Raporda güçlü tasavvuf geleneğinin, Şii bölgeleri ve Vahhabiliğin hâkim olduğu yerler (Suudi Arabistan, BAE, Katar) dışında diğer İslam ülkelerinde (Mısır, Ürdün, Sudan, Libya, Cezayir, Fas, Afganistan, Pakistan vd) de var olduğu ifade edilmektedir.
Mağrip’te de tasavvufun iki geleneksel kutbuna (batıda Marakeş ve doğuda Kahire) dikkat çekilmektedir. Mısır’da 20. yüzyılın başında yaşamış olan Abdülvâhid Yahyâ’nın (René Guénon) manevi mirasının bölgenin sömürgecilikten ve dayattığı Vahhabilikten kurtarılmasında rol oynayabileceğine işaret edilmektedir.
Tasavvufun diğer bir merkezi ise, nükleer silahlara sahip olan Pakistan olarak görülmektedir. Pakistan’ın Afganistan’daki Amerikan ve İngiliz emperyalistleri tarafından dayatılan savaşa sıkışıp kaldığı ifade edilmekte, yeni Avrasya düzeninin stratejik Moskova-İslamabad ekseni ve bunu tamamlayacak olan Moskova-Ankara ile Moskova-Tahran eksenleri üzerinden Afgan çatışmasını çözebileceği öngörülmektedir.
Raporu hazırlayanlar, tasavvuf felsefesinin canlanmasıyla Ortadoğu’daki Sünni (hem Arap hem de Arap olmayan) topluluklar arasında ortak bir payda yaratılabileceğini ve bunun Sünniler, Şiiler ve Hristiyanlar arasında karşılıklı anlayışa ulaşmak gibi bir dizi karmaşık Ortadoğu sorununu çözmenin anahtarı olabileceğini düşünmektedir. Bu sorunlar arasında Kürt ve Filistin sorunları, Amerikan saldırıları sonrasında fiili olarak bölünmüş devletlerin (Afganistan, Irak, Lübnan, Suriye, Libya) inşası gibi konular da sayılmaktadır.
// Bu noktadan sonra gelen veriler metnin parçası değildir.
// SPDX-License-Identifier: MIT OR Apache-2.0
#![deny(unsafe_code)]
use std::path::PathBuf;

use anyhow::{Context, Result};
use clap::{Parser, Subcommand, ValueEnum};
use synapse_cli::client::{AuthedConnection, ObserverConnection};
use synapse_cli::commands::{self, SchemaKind};
use synapse_cli::format::{Formatter, OutputFormat};
use synapse_cli::keys::AgentKeypair;
use synapse_protocol::ClientMessage;
use tokio::io::{AsyncBufReadExt, BufReader};
use tracing_subscriber::EnvFilter;

/// Exit code for runtime errors.
const EXIT_RUNTIME_ERROR: i32 = 1;

#[derive(Parser, Debug)]
#[command(name = "synapse", version, about = "Synapse exchange operator CLI")]
struct Cli {
    #[command(subcommand)]
    command: Commands,

    /// Enable debug logging.
    #[arg(long, global = true)]
    debug: bool,
}

#[derive(Subcommand, Debug)]
enum Commands {
    /// Generate a new agent identity keypair.
    Keygen {
        /// Where to write the base64-encoded signing key.
        #[arg(long, default_value = "agent.key")]
        out: PathBuf,
    },

    /// Print a JSON schema to stdout.
    Schema {
        /// Which schema to print.
        #[arg(value_enum)]
        kind: SchemaArg,
    },

    /// Validate a wire-protocol message JSON file.
    Validate {
        /// Path to the message JSON file.
        #[arg()]
        file: PathBuf,
    },

    /// Print the process configuration resolved from the environment.
    Config,

    /// Connect as an agent, authenticate, and pump JSON frames between
    /// stdin and the connection.
    ///
    /// Each line read from stdin must be a complete client message JSON
    /// object (the same shape `validate`/`schema client-message` expect);
    /// every server message received is printed to stdout.
    Connect {
        /// Daemon client WebSocket URL.
        #[arg(long, default_value = "ws://127.0.0.1:8787/ws")]
        url: String,

        /// Path to the agent's signing key (created with `keygen` if absent).
        #[arg(long, default_value = "agent.key")]
        key: PathBuf,

        /// Human-readable agent name to register with.
        #[arg(long)]
        agent_name: String,

        /// Output format for received server messages.
        #[arg(long, value_enum, default_value_t = FormatArg::Text)]
        format: FormatArg,
    },

    /// Authenticate, post a single job, print the result, and exit.
    PostJob {
        /// Daemon client WebSocket URL.
        #[arg(long, default_value = "ws://127.0.0.1:8787/ws")]
        url: String,

        /// Path to the agent's signing key (created with `keygen` if absent).
        #[arg(long, default_value = "agent.key")]
        key: PathBuf,

        /// Human-readable agent name to register with.
        #[arg(long)]
        agent_name: String,

        /// Short job title.
        #[arg(long)]
        title: String,

        /// Optional longer description.
        #[arg(long)]
        description: Option<String>,

        /// Total budget to escrow.
        #[arg(long)]
        budget: u64,

        /// Free-form job kind.
        #[arg(long)]
        kind: Option<String>,

        /// Raw JSON payload (e.g. `'{"timeoutSeconds":60}'`).
        #[arg(long)]
        payload: Option<String>,

        /// Output format for the result.
        #[arg(long, value_enum, default_value_t = FormatArg::Text)]
        format: FormatArg,
    },

    /// Stream the `/observer` spectator feed.
    Observe {
        /// Daemon spectator WebSocket URL.
        #[arg(long, default_value = "ws://127.0.0.1:8790/observer")]
        url: String,

        /// Output format for received messages.
        #[arg(long, value_enum, default_value_t = FormatArg::Text)]
        format: FormatArg,
    },
}

#[derive(Debug, Clone, Copy, ValueEnum)]
enum SchemaArg {
    ClientMessage,
    ServerMessage,
    ObserverMessage,
    Job,
}

#[derive(Debug, Clone, Copy, ValueEnum)]
enum FormatArg {
    Json,
    JsonPretty,
    Text,
    Compact,
}

impl From<FormatArg> for OutputFormat {
    fn from(f: FormatArg) -> Self {
        match f {
            FormatArg::Json => OutputFormat::Json,
            FormatArg::JsonPretty => OutputFormat::JsonPretty,
            FormatArg::Text => OutputFormat::Text,
            FormatArg::Compact => OutputFormat::Compact,
        }
    }
}

#[tokio::main]
async fn main() {
    let cli = Cli::parse();

    let filter = if cli.debug {
        EnvFilter::new("synapse=debug,synapse_cli=debug")
    } else {
        EnvFilter::new("synapse=info")
    };
    tracing_subscriber::fmt().with_env_filter(filter).init();

    let result = match cli.command {
        Commands::Keygen { out } => cmd_keygen(&out),
        Commands::Schema { kind } => cmd_schema(kind),
        Commands::Validate { file } => cmd_validate(&file),
        Commands::Config => cmd_config(),
        Commands::Connect {
            url,
            key,
            agent_name,
            format,
        } => cmd_connect(&url, &key, &agent_name, format.into()).await,
        Commands::PostJob {
            url,
            key,
            agent_name,
            title,
            description,
            budget,
            kind,
            payload,
            format,
        } => {
            cmd_post_job(
                &url,
                &key,
                &agent_name,
                title,
                description,
                budget,
                kind,
                payload,
                format.into(),
            )
            .await
        }
        Commands::Observe { url, format } => cmd_observe(&url, format.into()).await,
    };

    if let Err(e) = result {
        eprintln!("error: {e:#}");
        std::process::exit(EXIT_RUNTIME_ERROR);
    }
}

fn cmd_keygen(out: &std::path::Path) -> Result<()> {
    let keypair = AgentKeypair::generate();
    keypair.save(out)?;
    println!("key:      {}", out.display());
    println!("pubkey:   {}", keypair.public_key_b64());
    println!("agent_id: {}", keypair.agent_id());
    Ok(())
}

fn cmd_schema(kind: SchemaArg) -> Result<()> {
    let sk = match kind {
        SchemaArg::ClientMessage => SchemaKind::ClientMessage,
        SchemaArg::ServerMessage => SchemaKind::ServerMessage,
        SchemaArg::ObserverMessage => SchemaKind::ObserverMessage,
        SchemaArg::Job => SchemaKind::Job,
    };
    let json = commands::schema_json(sk)?;
    println!("{json}");
    Ok(())
}

fn cmd_validate(file: &std::path::Path) -> Result<()> {
    let kind = commands::validate_file(file)?;
    match kind {
        commands::ValidatedType::ClientMessage => println!("valid: client message"),
        commands::ValidatedType::ServerMessage => println!("valid: server message"),
    }
    Ok(())
}

fn cmd_config() -> Result<()> {
    println!("{}", commands::config_show()?);
    Ok(())
}

fn load_or_generate_key(path: &std::path::Path) -> Result<AgentKeypair> {
    if path.exists() {
        AgentKeypair::load(path)
    } else {
        let keypair = AgentKeypair::generate();
        keypair.save(path)?;
        eprintln!("generated a new key at {}", path.display());
        Ok(keypair)
    }
}

async fn cmd_connect(url: &str, key: &std::path::Path, agent_name: &str, format: OutputFormat) -> Result<()> {
    let keypair = load_or_generate_key(key)?;
    let conn = AuthedConnection::connect(url, &keypair, agent_name).await?;
    eprintln!("authed: agent_id={} credits={}", conn.agent_id, conn.credits);

    let formatter = Formatter::new(format);
    let (mut sink, mut stream) = conn.into_split();

    let mut lines = BufReader::new(tokio::io::stdin()).lines();
    loop {
        tokio::select! {
            line = lines.next_line() => {
                match line.context("read stdin")? {
                    Some(line) if line.trim().is_empty() => continue,
                    Some(line) => {
                        match serde_json::from_str::<ClientMessage>(&line) {
                            Ok(msg) => sink.send(&msg).await?,
                            Err(err) => eprintln!("{}", formatter.format_error(&err.to_string())),
                        }
                    }
                    None => break,
                }
            }
            received = stream.recv() => {
                match received? {
                    Some(msg) => println!("{}", formatter.format_server_message(&msg)),
                    None => break,
                }
            }
        }
    }
    Ok(())
}

#[allow(clippy::too_many_arguments)]
async fn cmd_post_job(
    url: &str,
    key: &std::path::Path,
    agent_name: &str,
    title: String,
    description: Option<String>,
    budget: u64,
    kind: Option<String>,
    payload: Option<String>,
    format: OutputFormat,
) -> Result<()> {
    let keypair = load_or_generate_key(key)?;
    let mut conn = AuthedConnection::connect(url, &keypair, agent_name).await?;

    let payload = payload
        .map(|raw| serde_json::from_str(&raw))
        .transpose()
        .context("parse --payload as JSON")?;

    conn.send(&ClientMessage::PostJob {
        v: synapse_core::PROTOCOL_VERSION,
        title,
        description,
        budget,
        kind,
        payload,
    })
    .await?;

    let formatter = Formatter::new(format);
    match conn.recv().await? {
        Some(msg) => println!("{}", formatter.format_server_message(&msg)),
        None => anyhow::bail!("connection closed before a reply arrived"),
    }
    Ok(())
}

async fn cmd_observe(url: &str, format: OutputFormat) -> Result<()> {
    let mut conn = ObserverConnection::connect(url).await?;
    let formatter = Formatter::new(format);
    while let Some(msg) = conn.recv().await? {
        println!("{}", formatter.format_observer_message(&msg));
    }
    Ok(())
}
‘ABD, SUUDİ ARABİSTAN’I KURBAN EDEBİLİR’

Rus yetkili ve uzmanlar, Suudi Arabistan ve diğer Körfez monarşilerinin Suriye’deki yenilgilerinden sonra zor bir duruma düştüğünü tespit etmektedir. Bizzat Riyad’da rejimin derin krizine ve Vahhabi ulema, hanedanlık ve halk kitleleri arasındaki derinleşen çelişkilere işaret eden dramatik değişimler yaşanmaya başlamıştır. Belgedeki ifadelerle Suudi Arabistan, İsrail’le birlikte ABD’nin bölgedeki en yakın müttefikidir. Ancak Riyad, aynı zamanda Ortadoğu’da ABD’nin en fazla aldattığı ortağıdır. Saddam Hüseyin’in devrilmesinden sonra Washington, Bağdat’ı Şiilere teslim etmiş, bugün ise Suudilere “lider” rolü biçmektedir. Aslında gerçekte biçilen rol, Tahran’la yaşanan çatışmada Suudileri etten mermi olarak kullanmaktır.
Raporun yazarları, ABD açısından Suudi Arabistan’ın, İsrail’den farklı olarak, kurban edilebilecek bir ortak olduğunu değerlendirmektedir. Bu nedenle Washington’da Suudi Arabistan’ın birkaç parçaya bölünmesinin ve Mekke ve Medine üzerinde İslam ülkelerinin ortak denetiminin sağlanmasının tartışılması tesadüf değildir.

İSRAİL’İN ÖNÜNDEKİ SEÇİM

Rapora göre, İsrail’in kaderi de Atlantik kampında oynayacağı role göre belirlenecektir. Bugün bozguna uğrayan BOP, en başından Neoconlar tarafından Tel Aviv’in çıkarları temelinde hazırlanmıştır. Ancak artık bölgede güç dengeleri değişmiş, İsraillilerin önünde Atlantik kampından vazgeçme ve Avrasya’da yerini alma fırsatı doğmuştur. Moskova da İsrail halkının güvenliğinin jeopolitik garantörlüğünü üstlenebilecek ve Kudüs’ün dinler arası bir şehir olarak uluslararası statüsünü sağlayabilecektir.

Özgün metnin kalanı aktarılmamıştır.